You have no privacy when you are on someones employ, this is not an erosion of privacy and people need to stop presenting it as such. If you had a company, you would want to know what it is your employees are doing and whether they are productive or not.

There are so many processes that have improved because of increased monitoring and industries have only seen benefits come from it. Today, you have people in surgical rooms whose entire job is to monitor, you have someone whose job it is to pass equipment to the surgeon and note that every tool they started with is on the table before the patient is sown up. It is not an intrusion of the doctor's privacy.

We also behave like people that handle this data will be careless. There is police brutality feed and unless it is caught by a bystander, they will always edit the end sequence to omit victims going down. It is not only the decent thing to do, but it also in some ways helps keep protests at bay.

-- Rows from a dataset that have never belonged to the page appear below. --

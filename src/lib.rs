// Library root — exposes internal modules for integration tests in `tests/`.
// Production entry point remains `src/main.rs`.

pub mod alerts;
pub mod error;
pub mod matcher;
pub mod pipeline;
pub mod services;
pub mod watchlist;

// These modules are only needed by the binary.
// Declared pub so integration tests can reach them if needed, but they
// contain no logic of interest to tests.
pub mod cli;
pub mod config;
pub mod logging;
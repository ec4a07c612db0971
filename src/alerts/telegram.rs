//! Telegram bot delivery backend.
//!
//! Optional secondary path behind the same [`Notifier`] trait as the
//! webhook backend; selected with `NOTIFY_BACKEND=telegram` plus bot
//! credentials and never wired into the default pipeline.

use async_trait::async_trait;
use reqwest::Client;

use super::{Notifier, NotifyError};

const TELEGRAM_API_BASE: &str = "https://api.telegram.org";

pub struct TelegramNotifier {
    api_base: String,
    bot_token: String,
    chat_id: String,
    http: Client,
}

impl TelegramNotifier {
    pub fn new(bot_token: String, chat_id: String) -> Self {
        Self::with_api_base(TELEGRAM_API_BASE.to_string(), bot_token, chat_id)
    }

    /// Point the notifier at a different API host. Used by tests.
    pub fn with_api_base(api_base: String, bot_token: String, chat_id: String) -> Self {
        Self {
            api_base,
            bot_token,
            chat_id,
            http: Client::new(),
        }
    }
}

#[async_trait]
impl Notifier for TelegramNotifier {
    async fn send(&self, message: &str) -> Result<(), NotifyError> {
        let url = format!("{}/bot{}/sendMessage", self.api_base, self.bot_token);

        let response = self
            .http
            .get(&url)
            .query(&[
                ("chat_id", self.chat_id.as_str()),
                ("parse_mode", "Markdown"),
                ("text", message),
            ])
            .send()
            .await
            .map_err(|err| NotifyError::Transport(err.to_string()))?;

        if !response.status().is_success() {
            return Err(NotifyError::Status(response.status().as_u16()));
        }

        Ok(())
    }
}
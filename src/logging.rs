use tracing::info;
use tracing_subscriber::{fmt, EnvFilter};

/// Initialize structured logging for the application.
///
/// This must be called once at startup (in main.rs).
pub fn init_logging() {
    let filter = EnvFilter::try_from_default_env()
        .unwrap_or_else(|_| EnvFilter::new("info"));

    fmt()
        .with_env_filter(filter)
        .with_target(false)
        .compact()
        .init();

    info!("Logging initialized");
}
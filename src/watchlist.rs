//! Watchlist configuration.
//!
//! Operators drop one YAML document per watch target into the config
//! directory; each document names a `system` and/or a `region`. The loader
//! skips malformed documents instead of aborting the run — a single bad
//! file must not take down the whole watchlist — and reports each failure
//! as a value so the orchestrator can notify the debug channel.

use std::collections::BTreeSet;
use std::fs;
use std::path::{Path, PathBuf};

use serde::Deserialize;

use crate::error::AppError;

/// One watch target parsed from a single YAML document.
///
/// Either field may be absent; unknown keys are ignored.
#[derive(Debug, Clone, Deserialize, PartialEq, Eq)]
pub struct WatchConfig {
    #[serde(default)]
    pub system: Option<String>,
    #[serde(default)]
    pub region: Option<String>,
}

impl WatchConfig {
    /// `true` when the document names at least one non-empty watch target.
    pub fn is_watching(&self) -> bool {
        let has = |field: &Option<String>| {
            field.as_deref().is_some_and(|v| !v.is_empty())
        };
        has(&self.system) || has(&self.region)
    }
}

/// A document that failed to parse or validate.
#[derive(Debug)]
pub struct ConfigFailure {
    pub path: PathBuf,
    pub message: String,
}

impl ConfigFailure {
    pub fn to_error(&self) -> AppError {
        AppError::ConfigParse {
            path: self.path.clone(),
            message: self.message.clone(),
        }
    }
}

/// Result of scanning the config directory.
#[derive(Debug, Default)]
pub struct LoadedConfigs {
    pub configs: Vec<WatchConfig>,
    pub failures: Vec<ConfigFailure>,
}

/// Load all watch documents from `dir`.
///
/// Malformed documents are recorded in `failures` and skipped; empty
/// documents and documents naming no target are dropped silently. An
/// unreadable directory is fatal — without it there is no watchlist at all.
pub fn load_configs(dir: &Path) -> Result<LoadedConfigs, AppError> {
    let entries = fs::read_dir(dir).map_err(|err| {
        AppError::config(format!(
            "unable to read config directory {}: {}",
            dir.display(),
            err
        ))
    })?;

    let mut paths: Vec<PathBuf> = entries
        .filter_map(|entry| entry.ok().map(|e| e.path()))
        .filter(|path| {
            matches!(
                path.extension().and_then(|ext| ext.to_str()),
                Some("yaml") | Some("yml")
            )
        })
        .collect();
    paths.sort();

    let mut loaded = LoadedConfigs::default();
    for path in paths {
        match load_one(&path) {
            Ok(Some(config)) => loaded.configs.push(config),
            Ok(None) => {
                tracing::debug!("Skipping {}: no watch target", path.display());
            }
            Err(message) => {
                tracing::warn!("Unable to parse {}: {}", path.display(), message);
                loaded.failures.push(ConfigFailure { path, message });
            }
        }
    }

    Ok(loaded)
}

/// Parse and validate a single document.
///
/// `Ok(None)` means the document is empty or names no target. `Err` carries
/// a human-readable parse/validation message.
fn load_one(path: &Path) -> Result<Option<WatchConfig>, String> {
    let contents = fs::read_to_string(path).map_err(|err| err.to_string())?;

    let value: serde_yaml::Value =
        serde_yaml::from_str(&contents).map_err(|err| err.to_string())?;

    match value {
        serde_yaml::Value::Null => Ok(None),
        serde_yaml::Value::Mapping(_) => {
            let config: WatchConfig =
                serde_yaml::from_value(value).map_err(|err| err.to_string())?;
            Ok(config.is_watching().then_some(config))
        }
        other => Err(format!(
            "expected a mapping with `system` and/or `region`, got {}",
            yaml_kind(&other)
        )),
    }
}

fn yaml_kind(value: &serde_yaml::Value) -> &'static str {
    match value {
        serde_yaml::Value::Null => "null",
        serde_yaml::Value::Bool(_) => "a boolean",
        serde_yaml::Value::Number(_) => "a number",
        serde_yaml::Value::String(_) => "a string",
        serde_yaml::Value::Sequence(_) => "a sequence",
        serde_yaml::Value::Mapping(_) => "a mapping",
        serde_yaml::Value::Tagged(_) => "a tagged value",
    }
}

/// Distinct non-empty system names across all configs.
pub fn watched_systems(configs: &[WatchConfig]) -> BTreeSet<String> {
    configs
        .iter()
        .filter_map(|c| c.system.as_deref())
        .filter(|name| !name.is_empty())
        .map(str::to_string)
        .collect()
}

/// Distinct non-empty region names across all configs.
pub fn watched_regions(configs: &[WatchConfig]) -> BTreeSet<String> {
    configs
        .iter()
        .filter_map(|c| c.region.as_deref())
        .filter(|name| !name.is_empty())
        .map(str::to_string)
        .collect()
}

#[cfg(test)]
mod tests {
    use super::*;
    use std::fs;

    use proptest::prelude::*;
    use tempfile::TempDir;

    fn write_doc(dir: &TempDir, name: &str, contents: &str) -> PathBuf {
        let path = dir.path().join(name);
        fs::write(&path, contents).unwrap();
        path
    }

    // ---- load_configs ----

    #[test]
    fn loads_system_and_region_documents() {
        let dir = TempDir::new().unwrap();
        write_doc(&dir, "amarr.yaml", "system: Amarr\n");
        write_doc(&dir, "forge.yml", "region: The Forge\n");

        let loaded = load_configs(dir.path()).unwrap();

        assert_eq!(loaded.configs.len(), 2);
        assert!(loaded.failures.is_empty());
        assert_eq!(watched_systems(&loaded.configs).len(), 1);
        assert_eq!(watched_regions(&loaded.configs).len(), 1);
    }

    #[test]
    fn unknown_keys_are_ignored() {
        let dir = TempDir::new().unwrap();
        write_doc(&dir, "watch.yaml", "system: Jita\nnote: trade hub\n");

        let loaded = load_configs(dir.path()).unwrap();

        assert_eq!(loaded.configs.len(), 1);
        assert_eq!(loaded.configs[0].system.as_deref(), Some("Jita"));
    }

    #[test]
    fn malformed_document_is_skipped_and_reported() {
        let dir = TempDir::new().unwrap();
        write_doc(&dir, "good.yaml", "system: Amarr\n");
        write_doc(&dir, "bad.yaml", "system: [unclosed\n");

        let loaded = load_configs(dir.path()).unwrap();

        assert_eq!(loaded.configs.len(), 1);
        assert_eq!(loaded.failures.len(), 1);
        assert!(loaded.failures[0].path.ends_with("bad.yaml"));
    }

    #[test]
    fn non_mapping_document_is_a_failure() {
        let dir = TempDir::new().unwrap();
        write_doc(&dir, "scalar.yaml", "just a string\n");

        let loaded = load_configs(dir.path()).unwrap();

        assert!(loaded.configs.is_empty());
        assert_eq!(loaded.failures.len(), 1);
        assert!(loaded.failures[0].message.contains("expected a mapping"));
    }

    #[test]
    fn empty_and_targetless_documents_are_dropped_silently() {
        let dir = TempDir::new().unwrap();
        write_doc(&dir, "empty.yaml", "");
        write_doc(&dir, "other.yaml", "comment: nothing watched here\n");

        let loaded = load_configs(dir.path()).unwrap();

        assert!(loaded.configs.is_empty());
        assert!(loaded.failures.is_empty());
    }

    #[test]
    fn non_yaml_files_are_not_scanned() {
        let dir = TempDir::new().unwrap();
        write_doc(&dir, "readme.txt", "not a config");
        write_doc(&dir, "watch.yaml", "region: Domain\n");

        let loaded = load_configs(dir.path()).unwrap();

        assert_eq!(loaded.configs.len(), 1);
        assert!(loaded.failures.is_empty());
    }

    #[test]
    fn missing_directory_is_fatal() {
        let dir = TempDir::new().unwrap();
        let missing = dir.path().join("does-not-exist");

        let err = load_configs(&missing).unwrap_err();

        assert_eq!(err.exit_code(), 1);
    }

    // ---- watched sets ----

    #[test]
    fn watched_sets_deduplicate_across_documents() {
        let configs = vec![
            WatchConfig { system: Some("Amarr".into()), region: None },
            WatchConfig { system: Some("Amarr".into()), region: Some("Domain".into()) },
            WatchConfig { system: None, region: Some("Domain".into()) },
        ];

        assert_eq!(watched_systems(&configs).len(), 1);
        assert_eq!(watched_regions(&configs).len(), 1);
    }

    #[test]
    fn empty_string_targets_are_excluded() {
        let configs = vec![WatchConfig {
            system: Some(String::new()),
            region: Some("Domain".into()),
        }];

        assert!(watched_systems(&configs).is_empty());
        assert_eq!(watched_regions(&configs).len(), 1);
    }

    proptest! {
        /// The projections contain exactly the distinct non-empty values
        /// present across the config set, regardless of ordering or
        /// duplication.
        #[test]
        fn watched_systems_is_the_distinct_nonempty_projection(
            names in proptest::collection::vec("[A-Za-z0-9 -]{0,12}", 0..20)
        ) {
            let configs: Vec<WatchConfig> = names
                .iter()
                .map(|n| WatchConfig { system: Some(n.clone()), region: None })
                .collect();

            let expected: BTreeSet<String> = names
                .iter()
                .filter(|n| !n.is_empty())
                .cloned()
                .collect();

            prop_assert_eq!(watched_systems(&configs), expected);
        }
    }
}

Science has dealt with qualitative analysis and quantitative analysis. Observation is a fantastic qualitative device and it is part of every accident as found in the cockpit voice recorder. The FDR is a great quantitative tool; if we can hear what pilots are saying, we can see what their inputs were, what is the problem in seeing what they were doing while trying to save the flight? If anything, this should be another component that goes into the black box and accessed only in the case of an accident.

Anything else should be treated as noise.

Francoflier wrote:
Aviation is among the safest form of transport in the world. No pilot comes to work to have an incident or accident. The amount of liability and risk that they are subject to from infringing on even mundane company policies, which they are already constantly monitored on, is already high enough to prevent them from intentionally misbehaving. Not to mention basic self-preservation instinct. Why doesn't the NTSB start by imposing cameras in every personal vehicle to prevent unsafe driving behaviours which cause much more deaths than aviation by an order of magnitude?
It does not matter that it is the safest mode of travel, what matters is whether that record can get better. The aim is to get to a point where you have zero accidents, and not to rest on your laurels.

People also need to stop behaving like pilot monitoring is the end of the world. Every single company monitors its processes and checks for quality assurance.

Onto your last point, your personal vehicle is your personal property and your privacy needs to be respected. They are not imposing that because they would not get far. An airline is a public use utility and as such, there is a far greater burden on public use operators to adhere to far greater safety standards. It is far easier to manage regulate mass transit solutions, and it is something that the population has an interest in as opposed to wasting time and money trying to infringe on private citizens rights on their own property.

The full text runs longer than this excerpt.